La domenica mattina ti svegli, fai una gara, anche piuttosto bene, poi ti cambi e torni a casa.
In macchina accendi la radio e rimani schockato, la voce parla di lutto nel mondo dello sport italiano, e subito pensi ad un grande vecchio. Poi dice quel nome e ti si gela il sangue, le parole ti muoiono in in bocca quanto contava per te, anche se il tuo sport è un altro e il mondo in cui vivi è distante dal suo. Poco importa, appassionato sei e in qualche modo ti sembrava di conoscerlo.
La voce ha fatto quel nome, quello di Franco Ballerini. Rimani di sasso. La prima reazione è il rifiuto, quel no che ti esce spontaneo dalle corde vocali, poi ti metti in silenzio, nel più profondo silenzio, e ascolti, cominciando a rassegnarti.
Franco era ad un rally a Casa al Vento nel comune di Serravalle Pistoiese. La sua auto è finita fuori strada e lui non ce l’ha fatta, ma ancora niente dettagli.
La parola passa a Davide Cassani, contattato telefonicamente per dire la sua, per dare un ricordo.
E sentire la sua voce strozzata, quasi in lacrime, che dice quello che te stai pensando, che non ci si crede, che non si accetta, che ieri ci aveva parlato ed era lì, che fino al 2001 era in gruppo con gli altri, che è morto uno che in quanto a umanità non era secondo a nessuno, prima che uomo di sport.
Sentire che la perdita è enorme per lo sport, ma che in fondo quello che conta e altro, ti fa un male cane. Alla fine Cassani chiude con un “cacchio” che vale più di tutte le parole precedenti. Un “cacchio” che esce male, strozzato e sofferente, poi si capisce che la registrazione è stata tagliata, ma il senso è tutto lì. Rimane con te e non se ne va.

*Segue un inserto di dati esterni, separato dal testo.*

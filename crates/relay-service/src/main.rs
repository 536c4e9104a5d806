//! Main entry point for the bridge relay.
//!
//! Watches the source chain for deposits, has them co-signed, submits them
//! to the destination bridge and follows them until they are final. A
//! critical failure stops the process with a non-zero exit code. When
//! enabled, a read-only status API runs alongside the relay.

use clap::Parser;
use relay_config::Config;
use relay_core::RelayError;
use std::path::PathBuf;

mod apis;
mod factory_registry;
mod server;

use factory_registry::build_relay;

/// Command-line arguments for the relay.
#[derive(Parser, Debug)]
#[command(author, version, about, long_about = None)]
struct Args {
	/// Path to configuration file
	#[arg(short, long, default_value = "config.toml", env = "RELAY_CONFIG")]
	config: PathBuf,

	/// Log level (trace, debug, info, warn, error)
	#[arg(short, long, default_value = "info")]
	log_level: String,
}

#[tokio::main]
async fn main() -> Result<(), Box<dyn std::error::Error>> {
	let args = Args::parse();

	use tracing_subscriber::{fmt, EnvFilter};

	let env_filter = EnvFilter::try_from_default_env().unwrap_or_else(|_| EnvFilter::new(&args.log_level));
	fmt()
		.with_env_filter(env_filter)
		.with_thread_ids(true)
		.with_target(true)
		.init();

	let path = args
		.config
		.to_str()
		.ok_or_else(|| format!("Configuration path {:?} is not valid UTF-8", args.config))?;
	let config = Config::from_file(path).await?;
	tracing::info!(relay_id = %config.relay.id, "Loaded configuration");

	let api_config = config.api.clone().filter(|api| api.enabled);
	let relay = build_relay(config.clone()).await?;

	let outcome = match api_config {
		Some(api_config) => {
			let state = server::AppState::new(&config, relay.storage().clone());
			tokio::select! {
				result = relay.run() => result,
				result = server::start_server(api_config, state) => {
					tracing::info!("API server finished");
					result?;
					Ok(())
				},
			}
		},
		None => relay.run().await,
	};

	match outcome {
		Ok(()) => {
			tracing::info!("Stopped relay");
			Ok(())
		},
		Err(RelayError::Critical(e)) => {
			tracing::error!(worker = e.worker, error = %e.message, "Relay halted");
			std::process::exit(1);
		},
		Err(e) => Err(e.into()),
	}
}
//! In-memory storage backend.
//!
//! Nothing survives a restart, so this backend suits tests and dry runs.

use crate::{StorageError, StorageFactory, StorageInterface, StorageRegistry};
use async_trait::async_trait;
use relay_types::{ConfigSchema, ImplementationRegistry, Schema, ValidationError};
use std::collections::HashMap;
use std::time::Duration;
use tokio::sync::RwLock;

/// HashMap backed storage. TTLs are ignored.
#[derive(Default)]
pub struct MemoryStorage {
	store: RwLock<HashMap<String, Vec<u8>>>,
}

impl MemoryStorage {
	pub fn new() -> Self {
		Self::default()
	}
}

#[async_trait]
impl StorageInterface for MemoryStorage {
	async fn get_bytes(&self, key: &str) -> Result<Vec<u8>, StorageError> {
		self.store
			.read()
			.await
			.get(key)
			.cloned()
			.ok_or(StorageError::NotFound)
	}

	async fn set_bytes(&self, key: &str, value: Vec<u8>, _ttl: Option<Duration>) -> Result<(), StorageError> {
		self.store.write().await.insert(key.to_string(), value);
		Ok(())
	}

	async fn delete(&self, key: &str) -> Result<(), StorageError> {
		self.store.write().await.remove(key);
		Ok(())
	}

	async fn exists(&self, key: &str) -> Result<bool, StorageError> {
		Ok(self.store.read().await.contains_key(key))
	}

	fn config_schema(&self) -> Box<dyn ConfigSchema> {
		Box::new(MemoryStorageSchema)
	}
}

/// Configuration schema for MemoryStorage.
pub struct MemoryStorageSchema;

impl ConfigSchema for MemoryStorageSchema {
	fn validate(&self, config: &toml::Value) -> Result<(), ValidationError> {
		Schema::new(vec![], vec![]).validate(config)
	}
}

/// Factory function to create a memory storage backend.
pub fn create_storage(config: &toml::Value) -> Result<Box<dyn StorageInterface>, StorageError> {
	MemoryStorageSchema
		.validate(config)
		.map_err(|e| StorageError::Configuration(e.to_string()))?;
	Ok(Box::new(MemoryStorage::new()))
}

/// Registry for the memory storage implementation.
pub struct Registry;

impl ImplementationRegistry for Registry {
	const NAME: &'static str = "memory";
	type Factory = StorageFactory;

	fn factory() -> Self::Factory {
		create_storage
	}
}

impl StorageRegistry for Registry {}

#[cfg(test)]
mod tests {
	use super::*;

	#[tokio::test]
	async fn test_set_get_delete() {
		let storage = MemoryStorage::new();
		storage.set_bytes("k", b"v1".to_vec(), None).await.unwrap();
		storage.set_bytes("k", b"v2".to_vec(), None).await.unwrap();
		assert_eq!(storage.get_bytes("k").await.unwrap(), b"v2".to_vec());
		assert!(storage.exists("k").await.unwrap());

		storage.delete("k").await.unwrap();
		assert!(!storage.exists("k").await.unwrap());
		assert!(matches!(storage.get_bytes("k").await, Err(StorageError::NotFound)));
		assert_eq!(storage.cleanup_expired().await.unwrap(), 0);
	}
}
//! Read-only relay status endpoints.
//!
//! Every answer comes from relay storage; the API never talks to a chain.

use axum::{http::StatusCode, response::IntoResponse, Json};
use relay_storage::StorageError;
use serde::{Deserialize, Serialize};
use thiserror::Error;

pub mod status;
pub mod transaction;

/// API error response.
#[derive(Debug, Clone, Serialize, Deserialize)]
pub struct ErrorResponse {
	/// Error type/code
	pub error: String,
	/// Human-readable description
	pub message: String,
}

/// Errors returned by the status endpoints.
#[derive(Debug, Error)]
pub enum ApiError {
	#[error("Invalid transaction hash: {0}")]
	InvalidHash(String),
	#[error("{0} has not been observed yet")]
	NotObserved(&'static str),
	#[error("Storage error: {0}")]
	Storage(#[from] StorageError),
}

impl ApiError {
	fn status_code(&self) -> StatusCode {
		match self {
			ApiError::InvalidHash(_) => StatusCode::UNPROCESSABLE_ENTITY,
			ApiError::NotObserved(_) => StatusCode::SERVICE_UNAVAILABLE,
			ApiError::Storage(_) => StatusCode::INTERNAL_SERVER_ERROR,
		}
	}

	fn error_type(&self) -> &'static str {
		match self {
			ApiError::InvalidHash(_) => "INVALID_TX_HASH",
			ApiError::NotObserved(_) => "NOT_OBSERVED",
			ApiError::Storage(_) => "STORAGE_ERROR",
		}
	}
}

impl IntoResponse for ApiError {
	fn into_response(self) -> axum::response::Response {
		let body = ErrorResponse {
			error: self.error_type().to_string(),
			message: self.to_string(),
		};
		(self.status_code(), Json(body)).into_response()
	}
}
//! A chain connection backed by a quorum of nodes.

use crate::{ChainConnection, ChainError, QuorumAggregator};
use async_trait::async_trait;
use relay_types::{Address, Block, BlockTag, BlockWithReceipts, Bytes, Receipt, B256, U256};
use std::sync::Arc;
use std::time::Duration;
use tokio::sync::Semaphore;

/// Default deadline for a consolidated call.
pub const DEFAULT_CONSOLIDATION_TIMEOUT: Duration = Duration::from_secs(10);

/// Answers every call with the value byte-identically reported by `quorum`
/// of its connections.
pub struct ConsolidatedChainConnection {
	name: String,
	aggregator: QuorumAggregator<dyn ChainConnection>,
	timeout: Duration,
}

impl ConsolidatedChainConnection {
	pub fn new(
		name: impl Into<String>,
		connections: Vec<Arc<dyn ChainConnection>>,
		quorum: usize,
		timeout: Duration,
	) -> Result<Self, ChainError> {
		let name = name.into();
		if timeout.is_zero() {
			tracing::warn!(chain = %name, "Consolidation timeout is zero, calls will not time out");
		}
		Ok(Self {
			name,
			aggregator: QuorumAggregator::new(connections, quorum)?,
			timeout,
		})
	}

	pub fn with_limiter(mut self, limiter: Arc<Semaphore>) -> Self {
		self.aggregator = self.aggregator.with_limiter(limiter);
		self
	}

	/// The individual node connections.
	pub fn connections(&self) -> &[Arc<dyn ChainConnection>] {
		self.aggregator.sources()
	}

	pub fn quorum(&self) -> usize {
		self.aggregator.quorum()
	}
}

#[async_trait]
impl ChainConnection for ConsolidatedChainConnection {
	fn name(&self) -> &str {
		&self.name
	}

	async fn get_block_number(&self) -> Result<u64, ChainError> {
		self.aggregator
			.consolidate(self.timeout, |c| async move { c.get_block_number().await })
			.await
	}

	async fn get_block(&self, number: u64) -> Result<Option<Block>, ChainError> {
		self.aggregator
			.consolidate(self.timeout, |c| async move { c.get_block(number).await })
			.await
	}

	async fn get_blocks_range_closed(&self, start: u64, end: u64) -> Result<Vec<Block>, ChainError> {
		self.aggregator
			.consolidate(self.timeout, |c| async move {
				c.get_blocks_range_closed(start, end).await
			})
			.await
	}

	async fn get_receipt(&self, tx_hash: B256) -> Result<Option<Receipt>, ChainError> {
		self.aggregator
			.consolidate(self.timeout, |c| async move { c.get_receipt(tx_hash).await })
			.await
	}

	async fn get_receipts_for_blocks(
		&self,
		blocks: &[Block],
	) -> Result<Vec<BlockWithReceipts>, ChainError> {
		self.aggregator
			.consolidate(self.timeout, |c| async move {
				c.get_receipts_for_blocks(blocks).await
			})
			.await
	}

	async fn contract_call(&self, to: Address, data: Bytes, tag: BlockTag) -> Result<Bytes, ChainError> {
		self.aggregator
			.consolidate(self.timeout, |c| {
				let data = data.clone();
				async move { c.contract_call(to, data, tag).await }
			})
			.await
	}

	async fn get_balance(&self, address: Address, tag: BlockTag) -> Result<U256, ChainError> {
		self.aggregator
			.consolidate(self.timeout, |c| async move { c.get_balance(address, tag).await })
			.await
	}

	async fn get_nonce(&self, address: Address) -> Result<u64, ChainError> {
		self.aggregator
			.consolidate(self.timeout, |c| async move { c.get_nonce(address).await })
			.await
	}

	async fn get_gas_price(&self) -> Result<u128, ChainError> {
		self.aggregator
			.consolidate(self.timeout, |c| async move { c.get_gas_price().await })
			.await
	}

	async fn send_raw_transaction(&self, raw: Bytes) -> Result<B256, ChainError> {
		self.aggregator
			.consolidate(self.timeout, |c| {
				let raw = raw.clone();
				async move { c.send_raw_transaction(raw).await }
			})
			.await
	}

	async fn peer_count(&self) -> Result<u64, ChainError> {
		Err(ChainError::Unsupported("peer_count"))
	}

	fn evict_connections(&self) {
		for connection in self.aggregator.sources() {
			connection.evict_connections();
		}
	}
}

#[cfg(test)]
mod tests {
	use super::*;
	use crate::testing::{block, MockConnection};

	fn consolidated(nodes: &[Arc<MockConnection>], quorum: usize) -> ConsolidatedChainConnection {
		let connections = nodes
			.iter()
			.map(|n| n.clone() as Arc<dyn ChainConnection>)
			.collect();
		ConsolidatedChainConnection::new("test", connections, quorum, DEFAULT_CONSOLIDATION_TIMEOUT)
			.unwrap()
	}

	fn nodes(n: usize) -> Vec<Arc<MockConnection>> {
		(0..n)
			.map(|i| Arc::new(MockConnection::new(format!("node-{}", i))))
			.collect()
	}

	#[tokio::test]
	async fn test_forked_minority_is_outvoted() {
		let nodes = nodes(3);
		let canonical = block(10, B256::ZERO, vec![]);
		let mut forked = canonical.clone();
		forked.hash = B256::repeat_byte(0xee);

		nodes[0].push_block(canonical.clone());
		nodes[1].push_block(forked);
		nodes[2].push_block(canonical.clone());

		let conn = consolidated(&nodes, 2);
		assert_eq!(conn.get_block(10).await.unwrap(), Some(canonical));
	}

	#[tokio::test]
	async fn test_agreed_absence_is_not_an_error() {
		let nodes = nodes(3);
		let conn = consolidated(&nodes, 2);
		assert_eq!(conn.get_receipt(B256::repeat_byte(1)).await.unwrap(), None);
	}

	#[tokio::test]
	async fn test_contract_call_needs_agreement() {
		let nodes = nodes(3);
		let data = Bytes::from(vec![1, 2, 3]);
		nodes[0].set_call_result(data.clone(), Bytes::from(vec![9]));
		nodes[1].set_call_result(data.clone(), Bytes::from(vec![8]));
		nodes[2].set_failing(true);

		let conn = consolidated(&nodes, 2);
		assert!(matches!(
			conn.contract_call(Address::ZERO, data.clone(), BlockTag::Latest).await,
			Err(ChainError::QuorumNotAvailable { responses: 2, .. })
		));

		nodes[2].set_failing(false);
		nodes[2].set_call_result(data.clone(), Bytes::from(vec![9]));
		assert_eq!(
			conn.contract_call(Address::ZERO, data, BlockTag::Latest)
				.await
				.unwrap(),
			Bytes::from(vec![9])
		);
	}

	#[tokio::test]
	async fn test_evict_and_peer_count() {
		let nodes = nodes(2);
		let conn = consolidated(&nodes, 1);
		conn.evict_connections();
		assert!(nodes.iter().all(|n| n.eviction_count() == 1));
		assert_eq!(
			conn.peer_count().await,
			Err(ChainError::Unsupported("peer_count"))
		);
	}
}
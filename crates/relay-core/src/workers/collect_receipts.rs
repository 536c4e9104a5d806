//! Matches submitted bundles with their destination receipts.
//!
//! A submitted bundle is sealed once a receipt for it sits `min_depth`
//! blocks under the tip and pays out exactly the bundle's transfers. When
//! the submitted transaction has no receipt, the bridge contract is asked
//! whether another transaction already carried the bundle; if so the bundle
//! is rebound to that transaction. A receipt may also be a marker pointing
//! at the transaction that originally included the bundle, in which case
//! the original receipt is the one sealed.
//!
//! Anything else means the relay lost track of a bundle and is critical.

use super::{depth, fetch_receipt, verify_unbundled, Stage, Step};
use crate::policy::UnbundlingPolicy;
use crate::retry::RetryExecutor;
use crate::CriticalError;
use async_trait::async_trait;
use relay_chain::ChainConnection;
use relay_delivery::DeliveryService;
use relay_storage::StorageService;
use relay_types::{Address, EventFilter, Receipt, StatefulBundle, B256};
use std::sync::Arc;
use tokio::sync::watch;
use tracing::instrument;

const WORKER: &str = "collect_receipts";

/// Topics of the included marker event: its signature and the hash of the
/// transaction that first included the bundle. The marker is recognized by
/// this exact count, so a contract upgrade that adds topics to the event
/// must update it.
pub const INCLUDED_MARKER_TOPIC_COUNT: usize = 2;

pub struct CollectReceiptsStage {
	connection: Arc<dyn ChainConnection>,
	delivery: Arc<DeliveryService>,
	storage: Arc<StorageService>,
	tip: watch::Receiver<Option<u64>>,
	retry: RetryExecutor<Option<Receipt>>,
	unbundling: UnbundlingPolicy,
	included: EventFilter,
	bridge_contract: Address,
	min_depth: u64,
}

impl CollectReceiptsStage {
	#[allow(clippy::too_many_arguments)]
	pub fn new(
		connection: Arc<dyn ChainConnection>,
		delivery: Arc<DeliveryService>,
		storage: Arc<StorageService>,
		tip: watch::Receiver<Option<u64>>,
		retry: RetryExecutor<Option<Receipt>>,
		unbundling: UnbundlingPolicy,
		included: EventFilter,
		min_depth: u64,
	) -> Self {
		let bridge_contract = *included.contract_address();
		Self {
			connection,
			delivery,
			storage,
			tip,
			retry,
			unbundling,
			included,
			bridge_contract,
			min_depth,
		}
	}

	/// Hash of the original transaction when `receipt` is an included marker.
	fn included_marker(&self, receipt: &Receipt) -> Option<B256> {
		if !self.included.matches(&receipt.logs_bloom) || receipt.to != Some(self.bridge_contract) {
			return None;
		}
		let log = receipt.logs.first()?;
		if log.topics.len() != INCLUDED_MARKER_TOPIC_COUNT || log.topics[0] != *self.included.event_hash() {
			return None;
		}
		Some(log.topics[1])
	}

	async fn seal(&self, bundle: &mut StatefulBundle, receipt: Receipt) -> Result<Step, CriticalError> {
		let block = receipt.block_number;
		bundle
			.set_sealed(receipt)
			.map_err(|e| CriticalError::bundle(WORKER, bundle, e.to_string()))?;
		self.storage
			.store_bundle(bundle)
			.await
			.map_err(|e| CriticalError::bundle(WORKER, bundle, format!("Failed to persist: {}", e)))?;
		tracing::info!(block, "Sealed bundle");
		Ok(Step::Advance)
	}
}

#[async_trait]
impl Stage for CollectReceiptsStage {
	fn name(&self) -> &'static str {
		WORKER
	}

	#[instrument(skip_all, fields(bundle_id = bundle.id()))]
	async fn process(&mut self, bundle: &mut StatefulBundle) -> Result<Step, CriticalError> {
		let tip = *self.tip.borrow();
		let Some(tip) = tip else {
			return Ok(Step::Wait);
		};
		let Some(submitted) = bundle.submitted_tx().cloned() else {
			return Err(CriticalError::bundle(WORKER, bundle, "Bundle has no submitted transaction"));
		};
		if depth(tip, submitted.block_number).is_none_or(|d| d < self.min_depth) {
			return Ok(Step::Wait);
		}

		let Some(receipt) = fetch_receipt(self.connection.as_ref(), &self.retry, submitted.tx_hash).await else {
			let included = self
				.delivery
				.included_tx_hash(*bundle.bundle_hash())
				.await
				.map_err(|e| CriticalError::bundle(WORKER, bundle, format!("Failed to query inclusion: {}", e)))?;
			let Some(tx_hash) = included else {
				return Err(CriticalError::bundle(WORKER, bundle, "Failed to retrieve the receipt"));
			};
			tracing::info!(
				submitted = %submitted.tx_hash,
				included = %tx_hash,
				"Bundle included by another transaction"
			);
			bundle
				.rebind_tx_hash(tx_hash)
				.map_err(|e| CriticalError::bundle(WORKER, bundle, e.to_string()))?;
			return Ok(Step::Again);
		};

		if depth(tip, receipt.block_number).is_none_or(|d| d < self.min_depth) {
			return Ok(Step::Wait);
		}

		if !receipt.status {
			return Err(CriticalError::bundle(
				WORKER,
				bundle,
				format!("Transaction {} failed on the destination chain", receipt.transaction_hash),
			));
		}

		if receipt.logs.len() == bundle.transfers().len() + 1 {
			verify_unbundled(WORKER, &self.unbundling, bundle, &receipt)?;
			return self.seal(bundle, receipt).await;
		}

		if let Some(original) = self.included_marker(&receipt) {
			tracing::info!(
				marker = %receipt.transaction_hash,
				original = %original,
				"Receipt points at the original inclusion"
			);
			bundle
				.rebind_tx_hash(original)
				.map_err(|e| CriticalError::bundle(WORKER, bundle, e.to_string()))?;
			let Some(original_receipt) = fetch_receipt(self.connection.as_ref(), &self.retry, original).await else {
				return Err(CriticalError::bundle(WORKER, bundle, "Failed to retrieve the original receipt"));
			};
			return self.seal(bundle, original_receipt).await;
		}

		Err(CriticalError::bundle(
			WORKER,
			bundle,
			format!(
				"Receipt {} has {} logs for {} transfers",
				receipt.transaction_hash,
				receipt.logs.len(),
				bundle.transfers().len()
			),
		))
	}
}
//! Fixed-interval retries with a result predicate.
//!
//! An attempt fails when the operation errors or when its result is
//! rejected by the predicate. Running out of attempts yields `None`; the
//! caller decides whether that is fatal.

use backoff::backoff::Backoff;
use relay_types::{BundleSignature, Receipt};
use std::fmt::Display;
use std::future::Future;
use std::time::Duration;

/// Default sleep between attempts.
pub const DEFAULT_RETRY_SLEEP: Duration = Duration::from_millis(500);

/// Default number of attempts.
pub const DEFAULT_MAX_ATTEMPTS: usize = 3;

/// Backoff policy returning a constant interval until the retry count is
/// used up.
#[derive(Debug)]
pub struct ConstantWithMaxRetryCount {
	interval: Duration,
	max_retry_count: usize,
	count: usize,
}

impl ConstantWithMaxRetryCount {
	pub fn new(interval: Duration, max_retry_count: usize) -> Self {
		Self {
			interval,
			max_retry_count,
			count: 0,
		}
	}
}

impl Backoff for ConstantWithMaxRetryCount {
	fn next_backoff(&mut self) -> Option<Duration> {
		if self.count < self.max_retry_count {
			self.count += 1;
			Some(self.interval)
		} else {
			None
		}
	}

	fn reset(&mut self) {
		self.count = 0;
	}
}

/// Retries an operation until its result is accepted.
#[derive(Debug, Clone)]
pub struct RetryExecutor<T> {
	label: &'static str,
	max_attempts: usize,
	sleep: Duration,
	reject: fn(&T) -> bool,
}

impl<T> RetryExecutor<T> {
	pub fn max_attempts(&self) -> usize {
		self.max_attempts
	}

	/// Calls `operation` up to `max_attempts` times, sleeping only between
	/// attempts. Returns the first accepted result.
	pub async fn execute<E, F, Fut>(&self, mut operation: F) -> Option<T>
	where
		F: FnMut() -> Fut,
		Fut: Future<Output = Result<T, E>>,
		E: Display,
	{
		let mut backoff = ConstantWithMaxRetryCount::new(self.sleep, self.max_attempts.saturating_sub(1));
		let mut attempt = 0usize;
		loop {
			attempt += 1;
			match operation().await {
				Ok(result) if !(self.reject)(&result) => return Some(result),
				Ok(_) => {
					tracing::debug!(operation = self.label, attempt, "Result rejected");
				},
				Err(e) => {
					tracing::warn!(operation = self.label, attempt, error = %e, "Attempt failed");
				},
			}
			match backoff.next_backoff() {
				Some(delay) => tokio::time::sleep(delay).await,
				None => {
					tracing::warn!(operation = self.label, attempts = attempt, "Retries exhausted");
					return None;
				},
			}
		}
	}
}

/// Builder for [`RetryExecutor`].
pub struct RetryBuilder<T> {
	label: &'static str,
	max_attempts: usize,
	sleep: Duration,
	reject: fn(&T) -> bool,
}

impl<T> RetryBuilder<T> {
	pub fn new(label: &'static str) -> Self {
		Self {
			label,
			max_attempts: DEFAULT_MAX_ATTEMPTS,
			sleep: DEFAULT_RETRY_SLEEP,
			reject: accept_all::<T>,
		}
	}

	/// At least one attempt is always made.
	pub fn max_attempts(mut self, max_attempts: usize) -> Self {
		self.max_attempts = max_attempts.max(1);
		self
	}

	pub fn sleep(mut self, sleep: Duration) -> Self {
		self.sleep = sleep;
		self
	}

	/// Results for which `reject` returns true are retried.
	pub fn reject_if(mut self, reject: fn(&T) -> bool) -> Self {
		self.reject = reject;
		self
	}

	pub fn build(self) -> RetryExecutor<T> {
		RetryExecutor {
			label: self.label,
			max_attempts: self.max_attempts,
			sleep: self.sleep,
			reject: self.reject,
		}
	}
}

/// Accepts every result.
pub fn accept_all<T>(_: &T) -> bool {
	false
}

/// Rejects a receipt lookup that found nothing.
pub fn receipt_missing(receipt: &Option<Receipt>) -> bool {
	receipt.is_none()
}

/// Rejects empty signature sets and sets signed twice by one signatory.
#[allow(clippy::ptr_arg)]
pub fn signatures_unusable(signatures: &Vec<BundleSignature>) -> bool {
	signatures.is_empty() || !relay_signer::distinct_signers(signatures)
}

Allora arrivi a casa, accendi il computere e cerchi di capire meglio quello che è successo.
Ballerini era il navigatore di Alessandro Ciardi , pilota Toscano. La loro auto ha urtato un muro dalla parte destra, quella del commissario tecnico italiano, poi è finita contro un parapetto. L’ambulanza era a 50m di distanza, ma 45 minuti di soccorsi non sono serviti a niente. Ciardi  è in coma, in gravi condizioni, speriamo bene.

Era da tanto che non mi sentivo così, era da tanto che non sentivo come tragica la notizia di qualcuno che se ne va così lontano da me. Perché Ballerini era uno che ho sempre ammirato, poche vittorie a buone, sempre in gruppo a pedalare onestamente, un grande anche se non nei risultati come molti altri. Ma quello che più contava era l’umanità che trasmetteva, la semplicità con la quale si rapportava verso il mondo esterno, quello al quale arrivava attraverso i media. Era uno sempre disponibile, uno che rideva sempre. Umile fino all’eccesso senza scordarsi mai da dove veniva. Parlava poco e quando lo faceva aveva ragione.
Innamorato di quella che io considero “La Gara” di un giorno, quella Parigi-Roubaix che era riuscito a vincere due volte.

Era uno degli ultimi “veri” rimasti in quel mondo, figlio di un ciclismo più ampio di quello di adesso per contenuti e valori.
Se n’è andato probabilmente il più grande commissario tecnico della storia del ciclismo azzurro, se n’è andato un grande, soprattutto come uomo.

E allora quel cacchio di Cassani, che è stato anche troppo pacato a dire, lo finisco io…Cazzo!